Синди не была похожа на девочку-подростка, ко кто его знает, вся эта косметика… В наше время иногда невозможно отличить тринадцатилетнюю школьницу от тридцатилетней женщины. Мартину отнюдь не улыбалась перспектива оказаться за решеткой в настоящих наручниках за совращение несовершеннолетней.
— Двадцать семь, — не оборачиваясь, бросила Синди. — Давай, пошевеливайся.
Она распахнула дверь и втащила Мартина в огромную, сияющую кафелем ванную комнату. Посередине стояла гигантская ванна, в которой могла бы поместиться целая футбольная команда. Мартин вслух поделился своими наблюдениями. Синди расхохоталась:
— Совершенно верно, проверено на практике.
— Потрясающе, — выдохнул Мартин, заметив в углу статую Венеры.
В данной оригинальной версии голова богини отсутствовала, но зато имелись руки, служившие вешалкой для полотенец. Комната освещалась разлапистой люстрой, а всю правую стену занимал высокий камин.
— Полезай в ванну, — скомандовала Синди.
— Что? — Мартин не расслышал, увлекшись разглядыванием живописного полотна над камином.
«Флорентийская школа. Кто же ее родители?»
— Становись под душ, — велела Синди.
Мартин повиновался.
С медленной, обольстительно-томной улыбкой Синди отобрала у Мартина трусы, которыми он все еще скромно прикрывался, бросила их на пол и приказала соединить руки за спиной вокруг стойки душа. Мартин почувствовал холод на запястье, и второй наручник защелкнулся. Синди присосалась губами к указательному пальцу Мартина. Он приготовился к упоительной любовной игре, но девушка вдруг выпрямилась.
— Надо включить музыку.
— Спальня слишком далеко, мы ничего не услышим, — сказал Мартин, которому не терпелось продолжить начатое.
— Услышим, — успокоила его Сикди, — в ванной есть динамики.
Синди ушла. Оставшись один, Мартин покрутил головой в поисках динамиков. Куда он попал? Дом набит антиквариатом. Ванна размером с небольшой бассейн. Секс в музыкальном сопровождении — верх роскоши…

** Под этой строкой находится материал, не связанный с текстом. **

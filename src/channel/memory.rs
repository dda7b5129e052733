use tokio::sync::Mutex;

use super::{Channel, ChannelError, ChannelRecord, PublishReceipt, partition_for};
use crate::{BoxFuture, types::WebhookEvent};

#[derive(Debug, Default)]
struct PartitionLog {
    records: Vec<WebhookEvent>,
    /// Offset of the next record handed to the consumer.
    committed: u64,
}

/// In-process channel with the same ordering and redelivery contract as the
/// durable one. Holds one consumer position per partition.
#[derive(Debug)]
pub struct MemoryChannel {
    topic: String,
    partitions: Vec<Mutex<PartitionLog>>,
}

impl MemoryChannel {
    pub fn new(topic: impl Into<String>, partitions: u32) -> Self {
        let partitions = (0..partitions.max(1))
            .map(|_| Mutex::new(PartitionLog::default()))
            .collect();
        Self {
            topic: topic.into(),
            partitions,
        }
    }

    /// Number of records appended to `partition`, committed or not.
    pub async fn len(&self, partition: u32) -> usize {
        match self.partitions.get(partition as usize) {
            Some(log) => log.lock().await.records.len(),
            None => 0,
        }
    }

    pub async fn committed(&self, partition: u32) -> u64 {
        match self.partitions.get(partition as usize) {
            Some(log) => log.lock().await.committed,
            None => 0,
        }
    }

    fn partition_log(&self, partition: u32) -> Result<&Mutex<PartitionLog>, ChannelError> {
        self.partitions
            .get(partition as usize)
            .ok_or(ChannelError::UnknownPartition {
                partition,
                partitions: self.partitions(),
            })
    }
}

impl Channel for MemoryChannel {
    fn topic(&self) -> &str {
        &self.topic
    }

    fn partitions(&self) -> u32 {
        self.partitions.len() as u32
    }

    fn publish<'a>(
        &'a self,
        key: &'a str,
        event: &'a WebhookEvent,
    ) -> BoxFuture<'a, Result<PublishReceipt, ChannelError>> {
        Box::pin(async move {
            let partition = partition_for(key, self.partitions());
            let mut log = self.partition_log(partition)?.lock().await;
            let offset = log.records.len() as u64;
            log.records.push(event.clone());
            Ok(PublishReceipt { partition, offset })
        })
    }

    fn poll(&self, partition: u32) -> BoxFuture<'_, Result<Option<ChannelRecord>, ChannelError>> {
        Box::pin(async move {
            let log = self.partition_log(partition)?.lock().await;
            let record = log
                .records
                .get(log.committed as usize)
                .map(|event| ChannelRecord {
                    partition,
                    offset: log.committed,
                    event: event.clone(),
                });
            Ok(record)
        })
    }

    fn commit(&self, partition: u32, offset: u64) -> BoxFuture<'_, Result<(), ChannelError>> {
        Box::pin(async move {
            let mut log = self.partition_log(partition)?.lock().await;
            let next = offset.saturating_add(1).min(log.records.len() as u64);
            if next > log.committed {
                log.committed = next;
            }
            Ok(())
        })
    }
}
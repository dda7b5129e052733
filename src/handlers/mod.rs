pub mod audit;
pub mod ingest;

use axum::{
    Json, Router, middleware,
    routing::{get, post},
};
use serde_json::{Value, json};

use crate::{auth::audit_auth, state::AppState};

/// Full HTTP surface. Ingestion is mounted only when the state carries a
/// producer.
pub fn router(state: AppState) -> Router {
    let audit = Router::new()
        .route("/api/audit/logs", get(audit::list_logs_handler))
        .route("/api/audit/circuits", get(audit::list_circuits_handler))
        .route_layer(middleware::from_fn_with_state(state.clone(), audit_auth));

    let mut app = Router::new()
        .route("/health", get(health_handler))
        .merge(audit);

    if state.producer.is_some() {
        app = app.route("/webhooks", post(ingest::ingest_handler));
    }

    app.with_state(state)
}

pub async fn health_handler() -> Json<Value> {
    Json(json!({ "status": "ok" }))
}
use serde::{Deserialize, Serialize};
use specta::Type;

#[derive(Debug, Clone, Serialize, Deserialize, Type)]
pub struct CircuitBreakerState {
    pub name: String,
    pub state: CircuitStatus,
    /// Counts within the current rolling window.
    pub failure_count: u32,
    pub success_count: u32,
    pub opened_at: Option<String>,
}

#[derive(Debug, Clone, Copy, PartialEq, Eq, Serialize, Deserialize, Type)]
#[serde(rename_all = "snake_case")]
pub enum CircuitStatus {
    Closed,
    Open,
    HalfOpen,
}
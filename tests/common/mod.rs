#![allow(dead_code, clippy::expect_used, clippy::unwrap_used, clippy::panic)]

use std::{
    collections::VecDeque,
    fs,
    sync::{
        Mutex,
        atomic::{AtomicUsize, Ordering},
    },
    time::Duration,
};

use sqlx::{
    Connection, SqliteConnection, SqlitePool,
    sqlite::{SqliteConnectOptions, SqlitePoolOptions},
};
use tempfile::NamedTempFile;
use webhook_dispatcher::{
    BoxFuture,
    audit::{LogQuery, LogStore, LogStoreError, NewDeliveryAttemptLog},
    dispatcher::{HttpClient, HttpResponse, OutboundRequest, TransportError},
    types::{DeliveryAttemptLog, ListLogsResponse, Payload, WebhookEvent},
};

pub struct TestDb {
    pub pool: SqlitePool,
    _db_file: NamedTempFile,
}

pub async fn setup_db() -> TestDb {
    let db_file = NamedTempFile::new().expect("create temp sqlite file");
    let options = SqliteConnectOptions::new()
        .filename(db_file.path())
        .create_if_missing(true)
        .busy_timeout(Duration::from_millis(500));

    let mut conn = SqliteConnection::connect_with(&options)
        .await
        .expect("connect sqlite");
    run_migrations(&mut conn).await;
    conn.close().await.expect("close migration conn");

    let pool = SqlitePoolOptions::new()
        .max_connections(1)
        .connect_with(options)
        .await
        .expect("connect pool");

    TestDb {
        pool,
        _db_file: db_file,
    }
}

async fn run_migrations(conn: &mut SqliteConnection) {
    let mut entries: Vec<_> = fs::read_dir("migrations")
        .expect("read migrations dir")
        .filter_map(|e| e.ok())
        .filter(|e| e.path().extension().and_then(|ext| ext.to_str()) == Some("sql"))
        .collect();
    entries.sort_by_key(|e| e.file_name());

    for entry in entries {
        let contents = fs::read_to_string(entry.path()).expect("read migration");
        for stmt in contents.split(';') {
            let stmt = stmt.trim();
            if !stmt.is_empty() {
                sqlx::query(stmt)
                    .execute(&mut *conn)
                    .await
                    .expect("run migration");
            }
        }
    }
}

pub fn event(event_id: &str, client_id: &str, target_url: &str) -> WebhookEvent {
    let mut payload = Payload::new();
    payload.insert("orderId".to_string(), serde_json::json!(event_id));
    WebhookEvent {
        event_id: event_id.to_string(),
        client_id: client_id.to_string(),
        target_url: target_url.to_string(),
        payload,
    }
}

/// Answers requests from a script, then repeats the fallback forever.
pub struct ScriptedHttpClient {
    script: Mutex<VecDeque<Result<HttpResponse, TransportError>>>,
    fallback: Result<HttpResponse, TransportError>,
    requests: Mutex<Vec<OutboundRequest>>,
}

impl ScriptedHttpClient {
    pub fn always(status: u16) -> Self {
        Self::new(Vec::new(), Ok(HttpResponse::new(status, "")))
    }

    pub fn failing(err: TransportError) -> Self {
        Self::new(Vec::new(), Err(err))
    }

    pub fn new(
        script: Vec<Result<HttpResponse, TransportError>>,
        fallback: Result<HttpResponse, TransportError>,
    ) -> Self {
        Self {
            script: Mutex::new(script.into()),
            fallback,
            requests: Mutex::new(Vec::new()),
        }
    }

    pub fn calls(&self) -> usize {
        self.requests.lock().unwrap().len()
    }

    pub fn requests(&self) -> Vec<OutboundRequest> {
        self.requests.lock().unwrap().clone()
    }
}

impl HttpClient for ScriptedHttpClient {
    fn post(&self, request: OutboundRequest) -> BoxFuture<'_, Result<HttpResponse, TransportError>> {
        self.requests.lock().unwrap().push(request);
        let next = self
            .script
            .lock()
            .unwrap()
            .pop_front()
            .unwrap_or_else(|| self.fallback.clone());
        Box::pin(async move { next })
    }
}

/// Log store whose appends always fail; counts the attempts.
#[derive(Default)]
pub struct FailingLogStore {
    pub appends: AtomicUsize,
}

impl FailingLogStore {
    pub fn appends(&self) -> usize {
        self.appends.load(Ordering::SeqCst)
    }
}

impl LogStore for FailingLogStore {
    fn append(
        &self,
        _log: NewDeliveryAttemptLog,
    ) -> BoxFuture<'_, Result<DeliveryAttemptLog, LogStoreError>> {
        self.appends.fetch_add(1, Ordering::SeqCst);
        Box::pin(async { Err(LogStoreError::Unavailable("disk full".to_string())) })
    }

    fn list(&self, _query: LogQuery) -> BoxFuture<'_, Result<ListLogsResponse, LogStoreError>> {
        Box::pin(async { Err(LogStoreError::Unavailable("disk full".to_string())) })
    }
}
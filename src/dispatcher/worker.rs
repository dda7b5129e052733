use std::{sync::Arc, time::Duration};

use thiserror::Error;
use tokio::task::JoinHandle;
use tokio_util::sync::CancellationToken;
use tracing::{debug, error, info, warn};

use super::{DeliveryExecutor, DeliveryReport, DispatcherConfig, executor::panic_message};
use crate::{
    channel::{Channel, ChannelError},
    types::DeliveryAttemptLog,
};

#[derive(Debug, Clone)]
pub struct WorkerConfig {
    /// Sleep between polls of an empty partition.
    pub poll_interval: Duration,
    /// Sleep after the channel reports an error.
    pub channel_backoff: Duration,
}

impl From<&DispatcherConfig> for WorkerConfig {
    fn from(config: &DispatcherConfig) -> Self {
        Self {
            poll_interval: config.poll_interval,
            channel_backoff: config.channel_backoff,
        }
    }
}

impl Default for WorkerConfig {
    fn default() -> Self {
        Self::from(&DispatcherConfig::default())
    }
}

/// What happened to one consumed record. Every variant is committed.
#[derive(Debug)]
pub enum Processed {
    Delivered(DeliveryReport),
    /// The delivery task panicked after the HTTP call, e.g. inside the log
    /// store. `log` is the failure row written in its place, if any.
    Aborted {
        offset: u64,
        log: Option<DeliveryAttemptLog>,
    },
    /// The record body could not be decoded.
    Skipped { offset: u64 },
}

#[derive(Debug, Error)]
#[error("dispatcher workers still running after {0:?}")]
pub struct ShutdownTimeout(pub Duration);

/// Consumes every partition of a channel, one sequential worker per
/// partition. Records are committed only after `deliver` has returned.
#[derive(Clone)]
pub struct Dispatcher {
    channel: Arc<dyn Channel>,
    executor: Arc<DeliveryExecutor>,
    config: WorkerConfig,
}

impl Dispatcher {
    pub fn new(
        channel: Arc<dyn Channel>,
        executor: Arc<DeliveryExecutor>,
        config: WorkerConfig,
    ) -> Self {
        Self {
            channel,
            executor,
            config,
        }
    }

    pub fn spawn(&self, cancel: CancellationToken) -> DispatcherHandle {
        let partitions = self.channel.partitions();
        info!(
            topic = self.channel.topic(),
            partitions, "starting partition workers"
        );

        let workers = (0..partitions)
            .map(|partition| {
                let dispatcher = self.clone();
                let cancel = cancel.clone();
                tokio::spawn(async move { dispatcher.run_partition(partition, cancel).await })
            })
            .collect();

        DispatcherHandle { cancel, workers }
    }

    /// Consumes at most one record from `partition`. `Ok(None)` means the
    /// partition had nothing uncommitted.
    pub async fn process_next(&self, partition: u32) -> Result<Option<Processed>, ChannelError> {
        let record = match self.channel.poll(partition).await {
            Ok(Some(record)) => record,
            Ok(None) => return Ok(None),
            Err(ChannelError::Corrupt {
                partition,
                offset,
                message,
            }) => {
                error!(partition, offset, error = %message, "skipping undecodable record");
                self.channel.commit(partition, offset).await?;
                return Ok(Some(Processed::Skipped { offset }));
            }
            Err(err) => return Err(err),
        };

        let offset = record.offset;
        let event_id = record.event.event_id.clone();
        debug!(partition, offset, event_id = %event_id, "dispatching record");

        // A panic inside one delivery must not take the partition worker down.
        let executor = Arc::clone(&self.executor);
        let event = record.event;
        let task_event = event.clone();
        let processed =
            match tokio::spawn(async move { executor.deliver(&task_event).await }).await {
                Ok(report) => Processed::Delivered(report),
                Err(join_err) => {
                    let message = format!("delivery aborted: {}", panic_message(join_err));
                    error!(
                        partition,
                        offset,
                        event_id = %event_id,
                        error = %message,
                        "delivery task aborted"
                    );
                    let executor = Arc::clone(&self.executor);
                    let log = tokio::spawn(async move {
                        executor.log_aborted(&event, message).await
                    })
                    .await
                    .ok()
                    .and_then(|report| report.log);
                    Processed::Aborted { offset, log }
                }
            };

        self.channel.commit(partition, offset).await?;
        Ok(Some(processed))
    }

    async fn run_partition(&self, partition: u32, cancel: CancellationToken) {
        info!(partition, "partition worker started");

        while !cancel.is_cancelled() {
            let pause = match self.process_next(partition).await {
                Ok(Some(_)) => continue,
                Ok(None) => self.config.poll_interval,
                Err(err) => {
                    warn!(partition, error = %err, "channel error, backing off");
                    self.config.channel_backoff
                }
            };

            tokio::select! {
                () = tokio::time::sleep(pause) => {}
                () = cancel.cancelled() => break,
            }
        }

        info!(partition, "partition worker stopped");
    }
}

pub struct DispatcherHandle {
    cancel: CancellationToken,
    workers: Vec<JoinHandle<()>>,
}

impl DispatcherHandle {
    pub fn worker_count(&self) -> usize {
        self.workers.len()
    }

    /// Stops polling and waits for in-flight deliveries to finish.
    pub async fn shutdown(self, timeout: Duration) -> Result<(), ShutdownTimeout> {
        info!(
            workers = self.workers.len(),
            timeout_ms = timeout.as_millis(),
            "stopping dispatcher"
        );
        self.cancel.cancel();

        let join_all = async {
            for worker in self.workers {
                if let Err(err) = worker.await {
                    error!(error = %err, "partition worker panicked");
                }
            }
        };

        match tokio::time::timeout(timeout, join_all).await {
            Ok(()) => {
                info!("dispatcher stopped");
                Ok(())
            }
            Err(_elapsed) => {
                error!(timeout_ms = timeout.as_millis(), "dispatcher shutdown timed out");
                Err(ShutdownTimeout(timeout))
            }
        }
    }
}
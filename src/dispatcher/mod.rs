mod breaker;
mod config;
mod executor;
pub mod http;
mod log_writer;
mod worker;

pub use breaker::{CircuitBreaker, CircuitBreakerRegistry};
pub use config::{CircuitConfig, DEFAULT_CIRCUIT_NAME, DispatcherConfig};
pub use executor::{AttemptOutcome, CIRCUIT_OPEN_MESSAGE, DeliveryExecutor, DeliveryReport};
pub use http::{HttpClient, HttpResponse, OutboundRequest, ReqwestHttpClient, TransportError};
pub use log_writer::{DeliveryLogWriter, serialize_payload};
pub use worker::{Dispatcher, DispatcherHandle, Processed, ShutdownTimeout, WorkerConfig};
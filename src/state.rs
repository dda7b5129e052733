use std::sync::Arc;

use crate::{audit::LogStore, dispatcher::CircuitBreakerRegistry, producer::Producer};

#[derive(Clone)]
pub struct AppState {
    /// `None` when this process only consumes; ingestion routes are not mounted.
    pub producer: Option<Arc<Producer>>,
    pub log_store: Arc<dyn LogStore>,
    pub circuits: Arc<CircuitBreakerRegistry>,
    pub audit_api_token: Option<String>,
}
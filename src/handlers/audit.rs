use axum::{Json, extract::State};
use serde::Deserialize;

use crate::{
    audit::LogQuery,
    error::ApiError,
    extractors::ValidQuery,
    state::AppState,
    types::{ListCircuitsResponse, ListLogsResponse},
};

#[derive(Debug, Deserialize)]
pub struct ListLogsQuery {
    event_id: Option<String>,
    limit: Option<i64>,
    before_id: Option<i64>,
}

pub async fn list_logs_handler(
    State(state): State<AppState>,
    ValidQuery(query): ValidQuery<ListLogsQuery>,
) -> Result<Json<ListLogsResponse>, ApiError> {
    let limit = parse_limit(query.limit)?;
    let event_id = match query.event_id {
        Some(raw) => {
            let trimmed = raw.trim();
            if trimmed.is_empty() {
                return Err(ApiError::validation("event_id must be non-empty"));
            }
            Some(trimmed.to_string())
        }
        None => None,
    };
    if query.before_id.is_some_and(|id| id <= 0) {
        return Err(ApiError::validation("before_id must be positive"));
    }

    let page = state
        .log_store
        .list(LogQuery {
            event_id,
            before_id: query.before_id,
            limit,
        })
        .await?;

    Ok(Json(page))
}

pub async fn list_circuits_handler(State(state): State<AppState>) -> Json<ListCircuitsResponse> {
    Json(ListCircuitsResponse {
        circuits: state.circuits.snapshots().await,
    })
}

fn parse_limit(limit: Option<i64>) -> Result<i64, ApiError> {
    let limit = limit.unwrap_or(50);
    if !(1..=200).contains(&limit) {
        return Err(ApiError::validation("limit must be between 1 and 200"));
    }
    Ok(limit)
}
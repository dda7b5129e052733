use serde::{Deserialize, Serialize};
use specta::Type;

use super::Payload;

/// Candidate event as posted to the ingestion endpoint. Required fields are
/// optional here so missing values surface as validation errors, not as
/// deserialization rejections.
#[derive(Debug, Clone, Default, Serialize, Deserialize, Type)]
#[serde(rename_all = "camelCase")]
pub struct IngestRequest {
    #[serde(default)]
    pub event_id: Option<String>,
    #[serde(default)]
    pub client_id: Option<String>,
    #[serde(default)]
    pub target_url: Option<String>,
    #[serde(default)]
    pub payload: Option<Payload>,
}

#[derive(Debug, Clone, Serialize, Deserialize, Type)]
#[serde(rename_all = "camelCase")]
pub struct IngestResponse {
    pub event_id: String,
    pub partition: u32,
    pub message: String,
}
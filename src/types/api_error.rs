use serde::{Deserialize, Serialize};
use specta::Type;
use std::collections::BTreeMap;

#[derive(Debug, Clone, Copy, PartialEq, Eq, Serialize, Deserialize, Type)]
#[serde(rename_all = "snake_case")]
pub enum ApiErrorCode {
    Validation,
    Unauthorized,
    NotFound,
    Unavailable,
    Internal,
}

#[derive(Debug, Clone, Serialize, Deserialize, Type)]
pub struct ApiErrorResponse {
    pub code: ApiErrorCode,
    pub message: String,
    #[serde(default, skip_serializing_if = "Option::is_none")]
    pub details: Option<BTreeMap<String, String>>,
    /// RFC3339 UTC time the error was produced.
    pub timestamp: String,
}
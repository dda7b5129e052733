use std::sync::Arc;

use tracing::warn;

use crate::{
    audit::{LogStore, LogStoreError, NewDeliveryAttemptLog},
    time::now_utc,
    types::{DeliveryAttemptLog, Payload, WebhookEvent},
};

/// Builds one [`DeliveryAttemptLog`] per attempt and appends it.
#[derive(Clone)]
pub struct DeliveryLogWriter {
    store: Arc<dyn LogStore>,
}

impl DeliveryLogWriter {
    pub fn new(store: Arc<dyn LogStore>) -> Self {
        Self { store }
    }

    /// `response_status` is 0 when no HTTP status was received.
    pub async fn save_log(
        &self,
        event: &WebhookEvent,
        response_status: u16,
        success: bool,
        error_message: Option<String>,
    ) -> Result<DeliveryAttemptLog, LogStoreError> {
        self.save_attempt(
            event,
            serialize_payload(&event.payload),
            response_status,
            success,
            error_message,
        )
        .await
    }

    /// Like [`save_log`](Self::save_log) with the payload already encoded,
    /// for callers that sent that exact text.
    pub async fn save_attempt(
        &self,
        event: &WebhookEvent,
        request_payload: String,
        response_status: u16,
        success: bool,
        error_message: Option<String>,
    ) -> Result<DeliveryAttemptLog, LogStoreError> {
        let entry = NewDeliveryAttemptLog {
            event_id: event.event_id.clone(),
            target_url: event.target_url.clone(),
            request_payload,
            response_status,
            success,
            error_message,
            attempt_time: now_utc(),
        };

        self.store.append(entry).await
    }
}

/// JSON text of the payload. Falls back to the debug rendering so a log row
/// is still written when encoding fails.
pub fn serialize_payload(payload: &Payload) -> String {
    match serde_json::to_string(payload) {
        Ok(json) => json,
        Err(err) => {
            warn!(error = %err, "payload is not JSON-encodable, storing debug rendering");
            format!("{payload:?}")
        }
    }
}
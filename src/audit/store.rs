use sqlx::{QueryBuilder, SqlitePool};
use thiserror::Error;
use tokio::sync::Mutex;

use crate::{
    BoxFuture,
    types::{DeliveryAttemptLog, ListLogsResponse},
};

#[derive(Debug, Error)]
pub enum LogStoreError {
    #[error("database error: {0}")]
    Db(#[from] sqlx::Error),

    #[error("log store unavailable: {0}")]
    Unavailable(String),

    #[error("invalid stored log: {0}")]
    Parse(String),
}

/// A log row before storage assigns its id.
#[derive(Debug, Clone, PartialEq)]
pub struct NewDeliveryAttemptLog {
    pub event_id: String,
    pub target_url: String,
    pub request_payload: String,
    pub response_status: u16,
    pub success: bool,
    pub error_message: Option<String>,
    pub attempt_time: String,
}

impl NewDeliveryAttemptLog {
    fn with_id(self, id: i64) -> DeliveryAttemptLog {
        DeliveryAttemptLog {
            id,
            event_id: self.event_id,
            target_url: self.target_url,
            request_payload: self.request_payload,
            response_status: self.response_status,
            success: self.success,
            error_message: self.error_message,
            attempt_time: self.attempt_time,
        }
    }
}

/// Newest-first page of logs. `before_id` is exclusive.
#[derive(Debug, Clone)]
pub struct LogQuery {
    pub event_id: Option<String>,
    pub before_id: Option<i64>,
    pub limit: i64,
}

impl Default for LogQuery {
    fn default() -> Self {
        Self {
            event_id: None,
            before_id: None,
            limit: 50,
        }
    }
}

/// Append-only repository of delivery attempts. Rows are never updated or
/// deleted once appended.
pub trait LogStore: Send + Sync + 'static {
    fn append(
        &self,
        log: NewDeliveryAttemptLog,
    ) -> BoxFuture<'_, Result<DeliveryAttemptLog, LogStoreError>>;

    fn list(&self, query: LogQuery) -> BoxFuture<'_, Result<ListLogsResponse, LogStoreError>>;
}

#[derive(Debug, Clone)]
pub struct SqliteLogStore {
    pool: SqlitePool,
}

impl SqliteLogStore {
    pub fn new(pool: SqlitePool) -> Self {
        Self { pool }
    }
}

#[derive(sqlx::FromRow)]
struct LogRow {
    id: i64,
    event_id: String,
    target_url: String,
    request_payload: String,
    response_status: i64,
    success: bool,
    error_message: Option<String>,
    attempt_time: String,
}

impl TryFrom<LogRow> for DeliveryAttemptLog {
    type Error = LogStoreError;

    fn try_from(row: LogRow) -> Result<Self, Self::Error> {
        let response_status = u16::try_from(row.response_status).map_err(|_| {
            LogStoreError::Parse(format!("response_status out of range: {}", row.response_status))
        })?;

        Ok(DeliveryAttemptLog {
            id: row.id,
            event_id: row.event_id,
            target_url: row.target_url,
            request_payload: row.request_payload,
            response_status,
            success: row.success,
            error_message: row.error_message,
            attempt_time: row.attempt_time,
        })
    }
}

impl LogStore for SqliteLogStore {
    fn append(
        &self,
        log: NewDeliveryAttemptLog,
    ) -> BoxFuture<'_, Result<DeliveryAttemptLog, LogStoreError>> {
        Box::pin(async move {
            let id: i64 = sqlx::query_scalar(
                r#"
                INSERT INTO delivery_attempt_logs (
                    event_id,
                    target_url,
                    request_payload,
                    response_status,
                    success,
                    error_message,
                    attempt_time
                )
                VALUES (?, ?, ?, ?, ?, ?, ?)
                RETURNING id
                "#,
            )
            .bind(&log.event_id)
            .bind(&log.target_url)
            .bind(&log.request_payload)
            .bind(i64::from(log.response_status))
            .bind(log.success)
            .bind(log.error_message.as_deref())
            .bind(&log.attempt_time)
            .fetch_one(&self.pool)
            .await?;

            Ok(log.with_id(id))
        })
    }

    fn list(&self, query: LogQuery) -> BoxFuture<'_, Result<ListLogsResponse, LogStoreError>> {
        Box::pin(async move {
            let mut builder = QueryBuilder::new(
                "SELECT \
                    id, \
                    event_id, \
                    target_url, \
                    request_payload, \
                    response_status, \
                    success, \
                    error_message, \
                    attempt_time \
                FROM delivery_attempt_logs \
                WHERE 1 = 1",
            );

            if let Some(event_id) = query.event_id.as_deref() {
                builder.push(" AND event_id = ");
                builder.push_bind(event_id);
            }

            if let Some(before_id) = query.before_id {
                builder.push(" AND id < ");
                builder.push_bind(before_id);
            }

            builder.push(" ORDER BY id DESC LIMIT ");
            builder.push_bind(query.limit + 1);

            let rows: Vec<LogRow> = builder.build_query_as().fetch_all(&self.pool).await?;

            let logs = rows
                .into_iter()
                .map(DeliveryAttemptLog::try_from)
                .collect::<Result<Vec<_>, _>>()?;

            Ok(page(logs, query.limit))
        })
    }
}

/// Non-durable store for tests and local experiments.
#[derive(Debug, Default)]
pub struct MemoryLogStore {
    logs: Mutex<Vec<DeliveryAttemptLog>>,
}

impl MemoryLogStore {
    pub fn new() -> Self {
        Self::default()
    }

    /// All rows in append order.
    pub async fn logs(&self) -> Vec<DeliveryAttemptLog> {
        self.logs.lock().await.clone()
    }

    pub async fn logs_for(&self, event_id: &str) -> Vec<DeliveryAttemptLog> {
        self.logs
            .lock()
            .await
            .iter()
            .filter(|log| log.event_id == event_id)
            .cloned()
            .collect()
    }
}

impl LogStore for MemoryLogStore {
    fn append(
        &self,
        log: NewDeliveryAttemptLog,
    ) -> BoxFuture<'_, Result<DeliveryAttemptLog, LogStoreError>> {
        Box::pin(async move {
            let mut logs = self.logs.lock().await;
            let id = logs.len() as i64 + 1;
            let stored = log.with_id(id);
            logs.push(stored.clone());
            Ok(stored)
        })
    }

    fn list(&self, query: LogQuery) -> BoxFuture<'_, Result<ListLogsResponse, LogStoreError>> {
        Box::pin(async move {
            let logs = self.logs.lock().await;
            let matching: Vec<DeliveryAttemptLog> = logs
                .iter()
                .rev()
                .filter(|log| {
                    query
                        .event_id
                        .as_deref()
                        .is_none_or(|event_id| log.event_id == event_id)
                })
                .filter(|log| query.before_id.is_none_or(|before| log.id < before))
                .take(query.limit.max(0) as usize + 1)
                .cloned()
                .collect();

            Ok(page(matching, query.limit))
        })
    }
}

/// Trims a `limit + 1` fetch down to `limit` and derives the next cursor.
fn page(mut logs: Vec<DeliveryAttemptLog>, limit: i64) -> ListLogsResponse {
    let limit = limit.max(0) as usize;
    let has_more = logs.len() > limit;
    logs.truncate(limit);

    let next_before_id = if has_more {
        logs.last().map(|log| log.id)
    } else {
        None
    };

    ListLogsResponse {
        logs,
        next_before_id,
    }
}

Неожиданно из стены, где-то в районе унитаза, хлынула музыка. Что это? «Take that»?
17
Второй час ночи. Руби не могла уснуть. Она лежала в гостиной на продавленном диване и разглядывала красивый абажур от «Дизайнер Гилд» и свисающую с него паутину. Мартин так и не объявился и не позвонил. Наверное, Лу права: разноцветный гномик в косичках не причинит их другу никакого вреда, и все же… Лучше бы все было так, как они планировали. После ресторана Мартин пришел бы сюда, в квартиру Лу, и успокоил Руби, сказав, что ничего не получилось и сегодня вечером он не встретил любовь всей своей жизни.
Что?!
Руби села на диване и уставилась в темноту. Она не хочет, чтобы Мартин встретил Свою Единственную Настоящую Любовь? Неужели она становится похожа на эту старую деву Лиз Хейл? Руби знала, как омерзительно выглядит со стороны человек, считающий, что весь мир должен быть несчастен только потому, что сам он несчастлив и одинок. Лиз Хейл каждый раз приходит в бешенство, стоит ей увидеть внешнее проявление любви. Однажды она довела до слез молоденькую практикантку. Приятель девушки прислал ей в офис букет цветов, а Лиз, громко цокая языком, заявила: «Цветы — верный признак нечистой совести. Голову даю на отсечение, он трахает кого-то еще».
Нет, Руби не хочет превратиться в злобную мисс Хэвишем, пророчащую несчастливый финал любой романтической истории. Но самое печальное — и в этом Руби не могла не признаться, — она бы предпочла, чтобы Мартин оставался холостяком. Предположим, Мартин женится. И что? Конец их традиционным встречам в «Зайце и Псах», они станут видеться раз в несколько месяцев, но даже эти редкие вечера будут начисто загублены присутствием его молодой женушки. Милая глупышка, разве она сможет понять шутки Руби. Когда у Мартина заводится подружка, он меняется до неузнаваемости. Просто другой человек: вместо жизнерадостного весельчака-охламона появляется какой-то тошнотворно-сентиментальный идиот. Руби с содроганием вспомнила, как однажды Мартин привел с собой Белочку Лию. Весь вечер они щебетали на своем, им одним понятном языке, основу которого составляли животные звуки и странные ужимки. Мартин делал грозное лицо и рычал на Лию волком, а она, как робкая овечка, закатывала глаза и отвечала ему тоненьким «ме-е-е». Руби была страшно рада, когда их роман наконец закончился.
Но, с другой стороны. Руби прекрасно понимала — вечно так продолжаться не может. Рано или поздно кто-нибудь из них женится или выйдет замуж, начнутся семейные заботы, дети, и их трио распадется.